The advisory takes aim at the ubiquity of “health misinformation” online, which the Surgeon General equates to a pandemic in terms of the scale of the threat it poses to the public. He’s even adopted a new word for it just to make the point unmistakably clear: “infodemic.”
This infodemic, Murthy’s memo tells us, is spread when populations that have not yet been treated with the proper “inoculation methods” are “exposed” to dangerous health misinformation at the hands of “super-spreaders.” The advisory lays out ways individuals, families, communities, educators, health professionals, journalists, tech platforms, researchers, funders, foundations, and government agencies can take measures to stop the transmission. It is up to “every single person” in “every sector of society,” the Surgeon General declares, like a latter-day Winston Churchill, to combat the global infodemic. We need nothing less than a “whole-of-society effort” to defeat it.
The aim, obviously, is to get more Americans to take the Covid vaccines. Currently less than sixty percent of Americans are fully vaccinated, and Covid case numbers are surging in almost every state in the country. The administration chalks this failure up to online conspiracy theorists. At a press conference to roll out the report, Press Secretary Jen Psaki referred to “twelve people who are producing 65% of anti-vaccine misinformation on social media platforms.”

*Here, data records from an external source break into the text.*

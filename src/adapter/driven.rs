// 駆動される側アダプター（リポジトリ・作業単位の実装）

mod catalog_repository;
mod in_memory_store;
mod mysql_rows;
mod mysql_unit_of_work;
mod order_repository;

pub use catalog_repository::MySqlCatalogRepository;
pub use in_memory_store::InMemoryStore;
pub use mysql_unit_of_work::{MySqlUnitOfWork, MySqlUnitOfWorkFactory};
pub use order_repository::MySqlOrderRepository;
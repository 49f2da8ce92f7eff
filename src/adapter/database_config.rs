use std::env;
use thiserror::Error;

/// 設定エラー
#[derive(Debug, Clone, PartialEq, Eq, Error)]
pub enum ConfigError {
    #[error("Invalid configuration value: {0}")]
    InvalidValue(String),
}

/// 環境変数を読み取り、未設定の場合はデフォルト値を返す
fn var_or(key: &str, default: &str) -> String {
    env::var(key).unwrap_or_else(|_| default.to_string())
}

/// 環境変数を数値として読み取る
fn parse_var<T>(key: &str, default: &str) -> Result<T, ConfigError>
where
    T: std::str::FromStr,
    T::Err: std::fmt::Display,
{
    var_or(key, default)
        .parse::<T>()
        .map_err(|e| ConfigError::InvalidValue(format!("Invalid {}: {}", key, e)))
}

/// データベース接続設定を管理する構造体
#[derive(Debug, Clone)]
pub struct DatabaseConfig {
    pub host: String,
    pub port: u16,
    pub database: String,
    pub username: String,
    pub password: String,
    pub max_connections: u32,
}

impl DatabaseConfig {
    /// 環境変数から設定を読み取る
    /// 環境変数が設定されていない場合はデフォルト値を使用
    pub fn from_env() -> Result<Self, ConfigError> {
        Ok(Self {
            host: var_or("DATABASE_HOST", "localhost"),
            port: parse_var("DATABASE_PORT", "3306")?,
            database: var_or("DATABASE_NAME", "shop_db"),
            username: var_or("DATABASE_USER", "shop_user"),
            password: var_or("DATABASE_PASSWORD", "shop_password"),
            max_connections: parse_var("DATABASE_MAX_CONNECTIONS", "10")?,
        })
    }

    /// MySQL接続文字列を生成
    pub fn connection_string(&self) -> String {
        format!(
            "mysql://{}:{}@{}:{}/{}",
            self.username, self.password, self.host, self.port, self.database
        )
    }
}

/// ログの出力形式
#[derive(Debug, Clone, Copy, PartialEq, Eq)]
pub enum LogFormat {
    /// 人が読むための整形済み出力
    Pretty,
    /// 1行1イベントのJSON
    Json,
}

impl LogFormat {
    fn from_string(s: &str) -> Result<Self, ConfigError> {
        match s {
            "pretty" => Ok(LogFormat::Pretty),
            "json" => Ok(LogFormat::Json),
            _ => Err(ConfigError::InvalidValue(format!("Invalid LOG_FORMAT: {}", s))),
        }
    }
}

/// HTTPサーバーの設定
#[derive(Debug, Clone)]
pub struct ServerConfig {
    pub host: String,
    pub port: u16,
    pub log_format: LogFormat,
}

impl ServerConfig {
    pub fn from_env() -> Result<Self, ConfigError> {
        Ok(Self {
            host: var_or("SERVER_HOST", "0.0.0.0"),
            port: parse_var("SERVER_PORT", "3000")?,
            log_format: LogFormat::from_string(&var_or("LOG_FORMAT", "pretty"))?,
        })
    }

    /// バインドするアドレス
    pub fn bind_address(&self) -> String {
        format!("{}:{}", self.host, self.port)
    }
}

/// アプリケーション全体の設定
#[derive(Debug, Clone)]
pub struct AppConfig {
    pub database: DatabaseConfig,
    pub server: ServerConfig,
}

impl AppConfig {
    pub fn from_env() -> Result<Self, ConfigError> {
        Ok(Self {
            database: DatabaseConfig::from_env()?,
            server: ServerConfig::from_env()?,
        })
    }
}
use super::mysql_rows::{
    category_from_row, map_rows, product_from_row, CATEGORY_COLUMNS, PRODUCT_COLUMNS,
};
use crate::adapter::database_error::DatabaseError;
use crate::domain::model::{Category, CategoryId, Product, ProductId};
use crate::domain::port::{CatalogRepository, RepositoryError};
use async_trait::async_trait;
use sqlx::{MySql, Pool};

/// MySQLカタログリポジトリ
/// カテゴリと商品をMySQLに永続化する
#[derive(Clone)]
pub struct MySqlCatalogRepository {
    pool: Pool<MySql>,
}

impl MySqlCatalogRepository {
    /// 新しいMySQLカタログリポジトリを作成
    ///
    /// # Arguments
    /// * `pool` - MySQLコネクションプール
    ///
    /// # Returns
    /// * MySqlCatalogRepositoryのインスタンス
    pub fn new(pool: Pool<MySql>) -> Self {
        Self { pool }
    }

    async fn fetch_products(&self, filter: &str) -> Result<Vec<Product>, RepositoryError> {
        // 名前・説明・価格の順に並べる
        let sql = format!(
            "SELECT {} FROM products {} ORDER BY name ASC, description ASC, price ASC",
            PRODUCT_COLUMNS, filter
        );
        let rows = sqlx::query(&sql)
            .fetch_all(&self.pool)
            .await
            .map_err(|e| DatabaseError::from_sqlx(e, "商品一覧の取得に失敗しました"))?;

        map_rows(&rows, product_from_row)
    }
}

#[async_trait]
impl CatalogRepository for MySqlCatalogRepository {
    async fn save_category(&self, category: &Category) -> Result<(), RepositoryError> {
        sqlx::query(
            r#"
            INSERT INTO categories (id, name)
            VALUES (?, ?)
            ON DUPLICATE KEY UPDATE
                name = VALUES(name)
            "#,
        )
        .bind(category.id().to_string())
        .bind(category.name())
        .execute(&self.pool)
        .await
        .map_err(|e| DatabaseError::from_sqlx(e, "カテゴリの保存に失敗しました"))?;

        Ok(())
    }

    async fn find_category(&self, id: CategoryId) -> Result<Option<Category>, RepositoryError> {
        let sql = format!("SELECT {} FROM categories WHERE id = ?", CATEGORY_COLUMNS);
        let row = sqlx::query(&sql)
            .bind(id.to_string())
            .fetch_optional(&self.pool)
            .await
            .map_err(|e| DatabaseError::from_sqlx(e, "カテゴリの取得に失敗しました"))?;

        row.as_ref().map(category_from_row).transpose()
    }

    async fn find_all_categories(&self) -> Result<Vec<Category>, RepositoryError> {
        let sql = format!("SELECT {} FROM categories ORDER BY name ASC", CATEGORY_COLUMNS);
        let rows = sqlx::query(&sql)
            .fetch_all(&self.pool)
            .await
            .map_err(|e| DatabaseError::from_sqlx(e, "カテゴリ一覧の取得に失敗しました"))?;

        map_rows(&rows, category_from_row)
    }

    async fn delete_category(&self, id: CategoryId) -> Result<bool, RepositoryError> {
        // 商品はカスケード削除される。注文明細から参照されている商品があれば外部キーが拒否する
        let result = sqlx::query("DELETE FROM categories WHERE id = ?")
            .bind(id.to_string())
            .execute(&self.pool)
            .await
            .map_err(|e| DatabaseError::from_sqlx(e, "カテゴリの削除に失敗しました"))?;

        Ok(result.rows_affected() > 0)
    }

    async fn insert_product(&self, product: &Product) -> Result<(), RepositoryError> {
        sqlx::query(
            r#"
            INSERT INTO products (id, category_id, name, description, price, stock)
            VALUES (?, ?, ?, ?, ?, ?)
            "#,
        )
        .bind(product.id().to_string())
        .bind(product.category_id().to_string())
        .bind(product.name())
        .bind(product.description())
        .bind(i64::from(product.price().amount()))
        .bind(product.stock())
        .execute(&self.pool)
        .await
        .map_err(|e| DatabaseError::from_sqlx(e, "商品の保存に失敗しました"))?;

        Ok(())
    }

    async fn update_product(&self, product: &Product) -> Result<bool, RepositoryError> {
        // 在庫数は作業単位だけが書き込む
        let result = sqlx::query(
            r#"
            UPDATE products
            SET category_id = ?, name = ?, description = ?, price = ?
            WHERE id = ?
            "#,
        )
        .bind(product.category_id().to_string())
        .bind(product.name())
        .bind(product.description())
        .bind(i64::from(product.price().amount()))
        .bind(product.id().to_string())
        .execute(&self.pool)
        .await
        .map_err(|e| DatabaseError::from_sqlx(e, "商品の更新に失敗しました"))?;

        // 値が変わらない更新でも見つかった行として数える
        if result.rows_affected() > 0 {
            return Ok(true);
        }
        Ok(self.find_product(product.id()).await?.is_some())
    }

    async fn delete_product(&self, id: ProductId) -> Result<bool, RepositoryError> {
        let result = sqlx::query("DELETE FROM products WHERE id = ?")
            .bind(id.to_string())
            .execute(&self.pool)
            .await
            .map_err(|e| DatabaseError::from_sqlx(e, "商品の削除に失敗しました"))?;

        Ok(result.rows_affected() > 0)
    }

    async fn find_product(&self, id: ProductId) -> Result<Option<Product>, RepositoryError> {
        let sql = format!("SELECT {} FROM products WHERE id = ?", PRODUCT_COLUMNS);
        let row = sqlx::query(&sql)
            .bind(id.to_string())
            .fetch_optional(&self.pool)
            .await
            .map_err(|e| DatabaseError::from_sqlx(e, "商品の取得に失敗しました"))?;

        row.as_ref().map(product_from_row).transpose()
    }

    async fn find_all_products(&self) -> Result<Vec<Product>, RepositoryError> {
        self.fetch_products("").await
    }

    async fn find_available_products(&self) -> Result<Vec<Product>, RepositoryError> {
        self.fetch_products("WHERE is_available = TRUE").await
    }
}
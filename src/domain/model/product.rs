use crate::domain::error::DomainError;
use crate::domain::model::availability::availability;
use crate::domain::model::{CategoryId, Price, ProductId};

/// カテゴリ
/// 商品を分類する表示用のラベル
#[derive(Debug, Clone, PartialEq, Eq)]
pub struct Category {
    id: CategoryId,
    name: String,
}

impl Category {
    /// 新しいカテゴリを作成
    /// 名前は空にできない
    pub fn new(id: CategoryId, name: String) -> Result<Self, DomainError> {
        Ok(Self {
            id,
            name: Self::validate_name(name)?,
        })
    }

    /// データベースから取得したデータでカテゴリを再構築
    pub fn reconstruct(id: CategoryId, name: String) -> Self {
        Self { id, name }
    }

    pub fn id(&self) -> CategoryId {
        self.id
    }

    pub fn name(&self) -> &str {
        &self.name
    }

    /// カテゴリ名を変更
    pub fn rename(&mut self, name: String) -> Result<(), DomainError> {
        self.name = Self::validate_name(name)?;
        Ok(())
    }

    fn validate_name(name: String) -> Result<String, DomainError> {
        let trimmed = name.trim();
        if trimmed.is_empty() {
            return Err(DomainError::InvalidValue(
                "カテゴリ名は空にできません".to_string(),
            ));
        }
        Ok(trimmed.to_string())
    }
}

/// 商品
/// 販売可否は在庫数から導出され、独立して設定することはできない
#[derive(Debug, Clone, PartialEq, Eq)]
pub struct Product {
    id: ProductId,
    category_id: CategoryId,
    name: String,
    description: String,
    price: Price,
    stock: u32,
}

impl Product {
    /// 新しい商品を作成
    ///
    /// # Arguments
    /// * `id` - 商品ID
    /// * `category_id` - 所属カテゴリ
    /// * `name` - 商品名（空不可）
    /// * `description` - 説明（空可）
    /// * `price` - 価格
    /// * `stock` - 初期在庫数
    pub fn new(
        id: ProductId,
        category_id: CategoryId,
        name: String,
        description: String,
        price: Price,
        stock: u32,
    ) -> Result<Self, DomainError> {
        Ok(Self {
            id,
            category_id,
            name: Self::validate_name(name)?,
            description,
            price,
            stock,
        })
    }

    /// データベースから取得したデータで商品を再構築
    pub fn reconstruct(
        id: ProductId,
        category_id: CategoryId,
        name: String,
        description: String,
        price: Price,
        stock: u32,
    ) -> Self {
        Self {
            id,
            category_id,
            name,
            description,
            price,
            stock,
        }
    }

    pub fn id(&self) -> ProductId {
        self.id
    }

    pub fn category_id(&self) -> CategoryId {
        self.category_id
    }

    pub fn name(&self) -> &str {
        &self.name
    }

    pub fn description(&self) -> &str {
        &self.description
    }

    pub fn price(&self) -> Price {
        self.price
    }

    /// 在庫数を取得
    pub fn stock(&self) -> u32 {
        self.stock
    }

    /// 販売可否（在庫数から導出）
    pub fn is_available(&self) -> bool {
        availability(self.stock)
    }

    /// 在庫数を上書きする
    /// 管理者による補充と、ストレージ層での在庫差分の反映にのみ使う
    pub fn restock(&mut self, stock: u32) {
        self.stock = stock;
    }

    /// 商品情報を変更する
    /// 在庫数と販売可否は変わらない
    pub fn update_details(
        &mut self,
        category_id: CategoryId,
        name: String,
        description: String,
        price: Price,
    ) -> Result<(), DomainError> {
        self.name = Self::validate_name(name)?;
        self.category_id = category_id;
        self.description = description;
        self.price = price;
        Ok(())
    }

    fn validate_name(name: String) -> Result<String, DomainError> {
        let trimmed = name.trim();
        if trimmed.is_empty() {
            return Err(DomainError::InvalidValue("商品名は空にできません".to_string()));
        }
        Ok(trimmed.to_string())
    }
}
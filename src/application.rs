pub mod error;
pub mod service;

pub use error::ApplicationError;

That figure comes from a report by the Center for Countering Digital Hate called “The Disinformation Dozen,” which names the top purveyors of anti-vaxx hysteria online and calls for their removal from social media platforms. CCDH is a DC- and London-based NGO, which appears to be staffed by a single person, Imran Ahmed. Its website features a number of campaigns aimed at combating perpetrators of alleged digital toxicity, from anti-vaxx promoters to sexual harassers. Nearly every one of them calls for social media platforms to either “deplatform” or demonetize the transgressors. One particularly ambitious demand proposes that all of the social media platforms ban anyone who’s ever said anything racist online for life.
CCDH’s website describes “two parallel pandemics. One is biological: Covid-19; the other is social: misinformation.” The group’s blunt prescription for the latter problem — online censorship — is reflected in the Surgeon General’s advisory. The advisory calls for tech platforms to “impose clear consequences” for misinformation “super-spreaders” on social media. Though it leaves unspecified what those “consequences” should be, the first use of the word “super-spreader” in the memo is footnoted to CCDH’s report — and the CCDH, which doesn’t have to stay up at night worrying about the First Amendment, is not nearly as coy as the U.S. government about what should be done with these perpetrators.
While those twelve super-spreaders may be the kingpins of the misinformation trade, the Biden administration’s deplatforming campaign is no mere decapitation operation. In her press conference with Murthy, Jen Psaki called directly for Facebook to “remove violative posts” wholesale, whichever suburban grandma they’re coming from. She even boasted that the Biden administration is “flagging problematic posts for Facebook.”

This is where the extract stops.